As far as the Company is aware, the only family ties between the Company’s corporate officers are those between Élisabeth Badinter – daughter of Marcel Bleustein-Blanchet, Publicis Groupe founder – her son Simon Badinter and her niece, Sophie Dulac.

To the Company’s knowledge, there are no potential conflicts between the interests of the members of the Supervisory Board of the Company and their duties towards the Company.

Moreover, there is no undertaking or agreement by the Company or its subsidiaries with members of the Company’s Supervisory Board providing for benefits to be paid upon termination of their roles, nor any other agreement between the Company, its subsidiaries and these persons, other than those described in Sections 3.2 and 3.3.

Except as may be described otherwise in Section 3.3, no appointment as member of the Supervisory Board has been made pursuant to an undertaking made to a major shareholder, client or a supplier of the Company.

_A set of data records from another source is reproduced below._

use aes_gcm::{
    aead::{Aead, AeadCore, KeyInit, OsRng},
    Aes256Gcm, Key, Nonce,
};
use base64::{engine::general_purpose::URL_SAFE_NO_PAD, Engine as _};
use sha2::{Digest, Sha256};

use crate::auth::token::TokenKind;
use crate::error::AccountError;

/// Delimiter joining the fields inside a handle's plaintext. Field values
/// must never contain it.
const FIELD_DELIMITER: char = '#';

/// AES-GCM nonce length; the nonce is prepended to the ciphertext before
/// encoding.
const NONCE_LEN: usize = 12;

/// The decrypted contents of a handle.
#[derive(Debug, Clone, PartialEq, Eq)]
pub struct DecodedHandle {
    pub user_id: String,
    pub kind: TokenKind,
    pub value: String,
}

/// Reversible encryption of `(user_id, kind, value)` into a URL-safe
/// opaque handle for emailed links.
///
/// The plaintext is the three fields joined by `#`, sealed with AES-256-GCM
/// under a key derived from the configured secret, and encoded base64
/// URL-safe without padding. Handles are stateless and may be re-decoded
/// freely; single use comes from deleting the stored token, not from the
/// handle.
#[derive(Clone)]
pub struct TokenCodec {
    cipher: Aes256Gcm,
}

impl TokenCodec {
    /// Build a codec from the configured secret string. The encryption key
    /// is the SHA-256 digest of the secret, so secrets of any length work.
    pub fn new(secret: &str) -> Self {
        let digest = Sha256::digest(secret.as_bytes());
        let key = Key::<Aes256Gcm>::from_slice(digest.as_slice());
        TokenCodec {
            cipher: Aes256Gcm::new(key),
        }
    }

    /// Seal a token tuple into a handle.
    pub fn encode(
        &self,
        user_id: &str,
        kind: TokenKind,
        value: &str,
    ) -> Result<String, AccountError> {
        for field in [user_id, value] {
            if field.is_empty() {
                return Err(AccountError::Encode("empty field".to_string()));
            }
            if field.contains(FIELD_DELIMITER) {
                return Err(AccountError::Encode(format!(
                    "field contains the reserved '{}' delimiter",
                    FIELD_DELIMITER
                )));
            }
        }

        let plaintext = format!(
            "{}{sep}{}{sep}{}",
            user_id,
            kind.as_str(),
            value,
            sep = FIELD_DELIMITER
        );
        let nonce = Aes256Gcm::generate_nonce(&mut OsRng);
        let ciphertext = self
            .cipher
            .encrypt(&nonce, plaintext.as_bytes())
            .map_err(|_| AccountError::Encode("encryption failed".to_string()))?;

        let mut raw = Vec::with_capacity(NONCE_LEN + ciphertext.len());
        raw.extend_from_slice(nonce.as_slice());
        raw.extend_from_slice(&ciphertext);
        Ok(URL_SAFE_NO_PAD.encode(raw))
    }

    /// Open a handle back into its token tuple.
    ///
    /// Fails with [`AccountError::Decode`] if the base64 wrapping, the
    /// authentication tag, or the payload shape (exactly three non-empty
    /// fields, known kind) is off. Decoding says nothing about whether the
    /// token is still stored or live.
    pub fn decode(&self, handle: &str) -> Result<DecodedHandle, AccountError> {
        let raw = URL_SAFE_NO_PAD
            .decode(handle)
            .map_err(|_| AccountError::Decode("handle is not valid base64".to_string()))?;
        if raw.len() <= NONCE_LEN {
            return Err(AccountError::Decode("handle is too short".to_string()));
        }

        let (nonce, ciphertext) = raw.split_at(NONCE_LEN);
        let plaintext = self
            .cipher
            .decrypt(Nonce::from_slice(nonce), ciphertext)
            .map_err(|_| AccountError::Decode("decryption failed".to_string()))?;
        let plaintext = String::from_utf8(plaintext)
            .map_err(|_| AccountError::Decode("payload is not valid UTF-8".to_string()))?;

        let fields: Vec<&str> = plaintext.split(FIELD_DELIMITER).collect();
        if fields.len() != 3 || fields.iter().any(|f| f.is_empty()) {
            return Err(AccountError::Decode(
                "payload must hold exactly three non-empty fields".to_string(),
            ));
        }
        let kind = TokenKind::parse(fields[1])
            .ok_or_else(|| AccountError::Decode(format!("unknown token kind '{}'", fields[1])))?;

        Ok(DecodedHandle {
            user_id: fields[0].to_string(),
            kind,
            value: fields[2].to_string(),
        })
    }
}
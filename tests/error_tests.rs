use account_core::config::Messages;
use account_core::error::{AccountError, ErrorKind};

#[test]
fn test_kind_classification() {
    assert_eq!(AccountError::EmailExists.kind(), ErrorKind::Validation);
    assert_eq!(
        AccountError::PasswordTooShort(8).kind(),
        ErrorKind::Validation
    );
    assert_eq!(AccountError::AuthFailed.kind(), ErrorKind::Auth);
    assert_eq!(AccountError::AccountPending.kind(), ErrorKind::Auth);
    assert_eq!(AccountError::RateLimited.kind(), ErrorKind::Auth);
    assert_eq!(AccountError::TokenNotFound.kind(), ErrorKind::Token);
    assert_eq!(AccountError::TokenExpired.kind(), ErrorKind::Token);
    assert_eq!(
        AccountError::Decode("bad".to_string()).kind(),
        ErrorKind::Token
    );
    assert_eq!(
        AccountError::StoreUnavailable("down".to_string()).kind(),
        ErrorKind::Infrastructure
    );
    assert_eq!(
        AccountError::Mailer("down".to_string()).kind(),
        ErrorKind::Infrastructure
    );
}

#[test]
fn test_only_store_outage_is_retryable() {
    assert!(AccountError::StoreUnavailable("down".to_string()).retryable());

    assert!(!AccountError::TokenNotFound.retryable());
    assert!(!AccountError::TokenExpired.retryable());
    assert!(!AccountError::AuthFailed.retryable());
    assert!(!AccountError::Mailer("down".to_string()).retryable());
}

#[test]
fn test_stable_codes() {
    assert_eq!(AccountError::NewPasswordSameAsCurrent.code(), "NEW_PASS_EQUALS");
    assert_eq!(AccountError::PasswordTooShort(8).code(), "PASS_TOO_SHORT");
    assert_eq!(AccountError::TokenExpired.code(), "TOKEN_EXPIRED");
    assert_eq!(
        AccountError::StoreUnavailable("down".to_string()).code(),
        "STORE_UNAVAILABLE"
    );
}

#[test]
fn test_token_errors_share_the_expired_link_copy() {
    let messages = Messages::default();

    let not_found = messages.for_error(&AccountError::TokenNotFound);
    let expired = messages.for_error(&AccountError::TokenExpired);
    let decode_err = AccountError::Decode("bit flip".to_string());
    let decode = messages.for_error(&decode_err);

    assert_eq!(not_found, expired);
    assert_eq!(not_found, decode);
    assert_eq!(not_found, &messages.link_expired);
}

#[test]
fn test_infrastructure_errors_get_generic_copy() {
    let messages = Messages::default();

    let store_err = AccountError::StoreUnavailable("down".to_string());
    let store = messages.for_error(&store_err);
    let mailer_err = AccountError::Mailer("down".to_string());
    let mailer = messages.for_error(&mailer_err);
    assert_eq!(store, &messages.service_unavailable);
    assert_eq!(mailer, &messages.service_unavailable);

    // Internal detail never reaches the user-facing copy.
    assert!(!store.contains("down"));
}

#[test]
fn test_validation_input_passes_through_verbatim() {
    let messages = Messages::default();
    let err = AccountError::InvalidInput("email: invalid format".to_string());
    assert_eq!(messages.for_error(&err), "email: invalid format");
}

#[test]
fn test_distinct_password_change_messages() {
    let messages = Messages::default();

    let same = messages.for_error(&AccountError::NewPasswordSameAsCurrent);
    let short = messages.for_error(&AccountError::PasswordTooShort(8));
    let mismatch = messages.for_error(&AccountError::CurrentPasswordMismatch);

    assert_ne!(same, short);
    assert_ne!(same, mismatch);
    assert_ne!(short, mismatch);
}
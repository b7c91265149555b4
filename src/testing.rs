//! In-memory fakes and a ready-made flow harness for tests.
//!
//! ```rust,ignore
//! #[tokio::test]
//! async fn test_register() {
//!     let harness = TestFlow::new();
//!     let registered = harness
//!         .flow
//!         .register(RegisterInput { /* ... */ })
//!         .await
//!         .expect("register");
//!     assert_eq!(harness.mailer.sent().len(), 1);
//! }
//! ```

use std::collections::HashMap;
use std::sync::atomic::{AtomicBool, AtomicU64, Ordering};
use std::sync::Arc;

use chrono::Utc;
use serde_json::{Map, Value};
use std::sync::Mutex;
use tokio::sync::RwLock;

use crate::auth::flow::AccountAuthFlow;
use crate::auth::password::Argon2Hasher;
use crate::captcha::CaptchaVerifier;
use crate::config::AccountConfig;
use crate::directory::{AccountFlag, NewUser, UserDirectory, UserRecord};
use crate::error::AccountError;
use crate::mailer::{MailTemplate, Mailer};
use crate::store::StoreService;

// ── Directory fake ──

/// In-memory [`UserDirectory`] with sequential ids.
#[derive(Default)]
pub struct MemoryDirectory {
    users: RwLock<HashMap<String, UserRecord>>,
    next_id: AtomicU64,
}

impl MemoryDirectory {
    pub fn new() -> Self {
        Self::default()
    }

    /// Insert a pre-built record, keyed by its id.
    pub async fn insert(&self, user: UserRecord) {
        self.users.write().await.insert(user.id.clone(), user);
    }

    /// Remove an account outright, as a host-side deletion would.
    pub async fn remove(&self, id: &str) -> Option<UserRecord> {
        self.users.write().await.remove(id)
    }

    pub async fn count(&self) -> usize {
        self.users.read().await.len()
    }
}

#[async_trait::async_trait]
impl UserDirectory for MemoryDirectory {
    async fn find_by_email(
        &self,
        email: &str,
        flag: Option<AccountFlag>,
    ) -> Result<Option<UserRecord>, AccountError> {
        let users = self.users.read().await;
        Ok(users
            .values()
            .find(|u| u.email == email && flag.is_none_or(|f| u.flag == f))
            .cloned())
    }

    async fn find_by_id(&self, id: &str) -> Result<Option<UserRecord>, AccountError> {
        Ok(self.users.read().await.get(id).cloned())
    }

    async fn create(&self, user: NewUser) -> Result<UserRecord, AccountError> {
        let id = format!("{}", self.next_id.fetch_add(1, Ordering::Relaxed) + 1);
        let record = UserRecord {
            id: id.clone(),
            email: user.email,
            first_name: user.first_name,
            last_name: user.last_name,
            flag: user.flag,
            password_hash: user.password_hash,
            created_at: Utc::now(),
            last_login: None,
            extra: Map::new(),
        };
        self.users.write().await.insert(id, record.clone());
        Ok(record)
    }

    async fn update(&self, id: &str, fields: Map<String, Value>) -> Result<(), AccountError> {
        let mut users = self.users.write().await;
        let Some(user) = users.get_mut(id) else {
            return Err(AccountError::AccountNotFound);
        };
        for (key, value) in fields {
            match (key.as_str(), &value) {
                ("first_name", Value::String(s)) => user.first_name = s.clone(),
                ("last_name", Value::String(s)) => user.last_name = s.clone(),
                ("email", Value::String(s)) => user.email = s.clone(),
                _ => {
                    user.extra.insert(key, value);
                }
            }
        }
        Ok(())
    }

    async fn update_password_hash(&self, id: &str, hash: &str) -> Result<(), AccountError> {
        let mut users = self.users.write().await;
        let Some(user) = users.get_mut(id) else {
            return Err(AccountError::AccountNotFound);
        };
        user.password_hash = Some(hash.to_string());
        Ok(())
    }

    async fn set_flag(&self, id: &str, flag: AccountFlag) -> Result<(), AccountError> {
        let mut users = self.users.write().await;
        let Some(user) = users.get_mut(id) else {
            return Err(AccountError::AccountNotFound);
        };
        user.flag = flag;
        Ok(())
    }

    async fn stamp_last_login(&self, id: &str) -> Result<(), AccountError> {
        let mut users = self.users.write().await;
        let Some(user) = users.get_mut(id) else {
            return Err(AccountError::AccountNotFound);
        };
        user.last_login = Some(Utc::now());
        Ok(())
    }
}

// ── Mailer fake ──

/// One delivered mail, as the fake recorded it.
#[derive(Debug, Clone)]
pub struct SentMail {
    pub template: MailTemplate,
    pub context: Value,
    pub recipient: String,
}

/// [`Mailer`] that records every send; can be flipped into a failing mode
/// to exercise the delivery-failure paths.
#[derive(Default)]
pub struct RecordingMailer {
    sent: Mutex<Vec<SentMail>>,
    failing: AtomicBool,
}

impl RecordingMailer {
    pub fn new() -> Self {
        Self::default()
    }

    /// All mails sent so far, oldest first.
    pub fn sent(&self) -> Vec<SentMail> {
        self.sent.lock().expect("mailer lock poisoned").clone()
    }

    /// Make every subsequent send fail with a transport error.
    pub fn set_failing(&self, failing: bool) {
        self.failing.store(failing, Ordering::Relaxed);
    }
}

#[async_trait::async_trait]
impl Mailer for RecordingMailer {
    async fn send(
        &self,
        template: MailTemplate,
        context: Value,
        recipient: &str,
    ) -> Result<(), AccountError> {
        if self.failing.load(Ordering::Relaxed) {
            return Err(AccountError::Mailer("smtp connection refused".to_string()));
        }
        self.sent.lock().expect("mailer lock poisoned").push(SentMail {
            template,
            context,
            recipient: recipient.to_string(),
        });
        Ok(())
    }
}

// ── Captcha fake ──

/// [`CaptchaVerifier`] with a fixed verdict.
pub struct StaticCaptcha {
    verdict: bool,
}

impl StaticCaptcha {
    pub fn passing() -> Self {
        StaticCaptcha { verdict: true }
    }

    pub fn failing() -> Self {
        StaticCaptcha { verdict: false }
    }
}

#[async_trait::async_trait]
impl CaptchaVerifier for StaticCaptcha {
    async fn verify(&self, _response_token: &str) -> Result<bool, AccountError> {
        Ok(self.verdict)
    }
}

// ── Flow harness ──

/// A fully wired [`AccountAuthFlow`] over the in-memory store and fakes,
/// with handles kept open so tests can inspect and manipulate the world
/// behind the flow.
pub struct TestFlow {
    pub flow: AccountAuthFlow,
    pub directory: Arc<MemoryDirectory>,
    pub mailer: Arc<RecordingMailer>,
    pub store: StoreService,
    pub config: AccountConfig,
}

impl TestFlow {
    /// Harness with the default configuration and a passing captcha.
    pub fn new() -> Self {
        Self::with_config(test_config())
    }

    pub fn with_config(config: AccountConfig) -> Self {
        Self::build(config, true)
    }

    /// Harness whose captcha always rejects.
    pub fn with_failing_captcha(config: AccountConfig) -> Self {
        Self::build(config, false)
    }

    fn build(config: AccountConfig, captcha_passes: bool) -> Self {
        let store = StoreService::in_memory();
        let directory = Arc::new(MemoryDirectory::new());
        let mailer = Arc::new(RecordingMailer::new());
        let captcha: Arc<dyn CaptchaVerifier> = if captcha_passes {
            Arc::new(StaticCaptcha::passing())
        } else {
            Arc::new(StaticCaptcha::failing())
        };

        let flow = AccountAuthFlow::new(
            config.clone(),
            store.clone(),
            directory.clone(),
            Arc::new(Argon2Hasher),
            mailer.clone(),
            captcha,
        );

        TestFlow {
            flow,
            directory,
            mailer,
            store,
            config,
        }
    }
}

impl Default for TestFlow {
    fn default() -> Self {
        Self::new()
    }
}

/// Default test configuration: fixed secret, local base URL.
pub fn test_config() -> AccountConfig {
    AccountConfig {
        secret: "test-secret-key-for-testing".to_string(),
        base_url: "http://localhost:3000".to_string(),
        ..AccountConfig::default()
    }
}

3.1.1.3 No conviction for fraud

To the best of the Company’s knowledge, over the past five years:

  • no member of the Company’s Supervisory Board has been convicted of fraud;
  • no member of the Supervisory Board has been involved in a bankruptcy or been subject to receivership or liquidation;
  • no indictment and/or official public sanction has been pronounced against these people by statutory or regulatory authorities or professional organizations;
  • no member of the Supervisory Board of Publicis Groupe SA has been banned by a court of law from being a member of a corporate body, Management or Supervisory Board of an issuer, nor from taking part in the management or business operations of an issuer.
3.1.1.4 Upcoming changes in the composition of the Supervisory Board

The terms of office of Élisabeth Badinter and Cherie Nursalim as members of the Supervisory Board will expire at the end of the next General Shareholders’ Meeting on May 25, 2022.

On the recommendation of the Nominating Committee, the Supervisory Board decided to submit to the vote of the shareholders, at the next General Shareholders' Meeting, the renewal of the term of office of Élisabeth Badinter as a member of the Supervisory Board. For information, Élisabeth Badinter did not take part in the discussions or the vote on the proposal for the renewal of her own term of office, conducted by the Nominating Committee and the Supervisory Board. Simon Badinter and Sophie Dulac abstained from participating in the discussions and voting on the proposal to renew Élisabeth Badinter’s term of office, given their family ties with her, but, after the vote, were keen to show their support for the resolution.

On the recommendation of the Nominating Committee, the Supervisory Board decided to submit to the vote of the shareholders, at the next General Shareholders' Meeting, the proposed appointment of Tidjane Thiam as a new member of the Supervisory Board, for a period of four years expiring at the end of the Ordinary Shareholders' Meeting called to approve the financial statements for the 2025 fiscal year.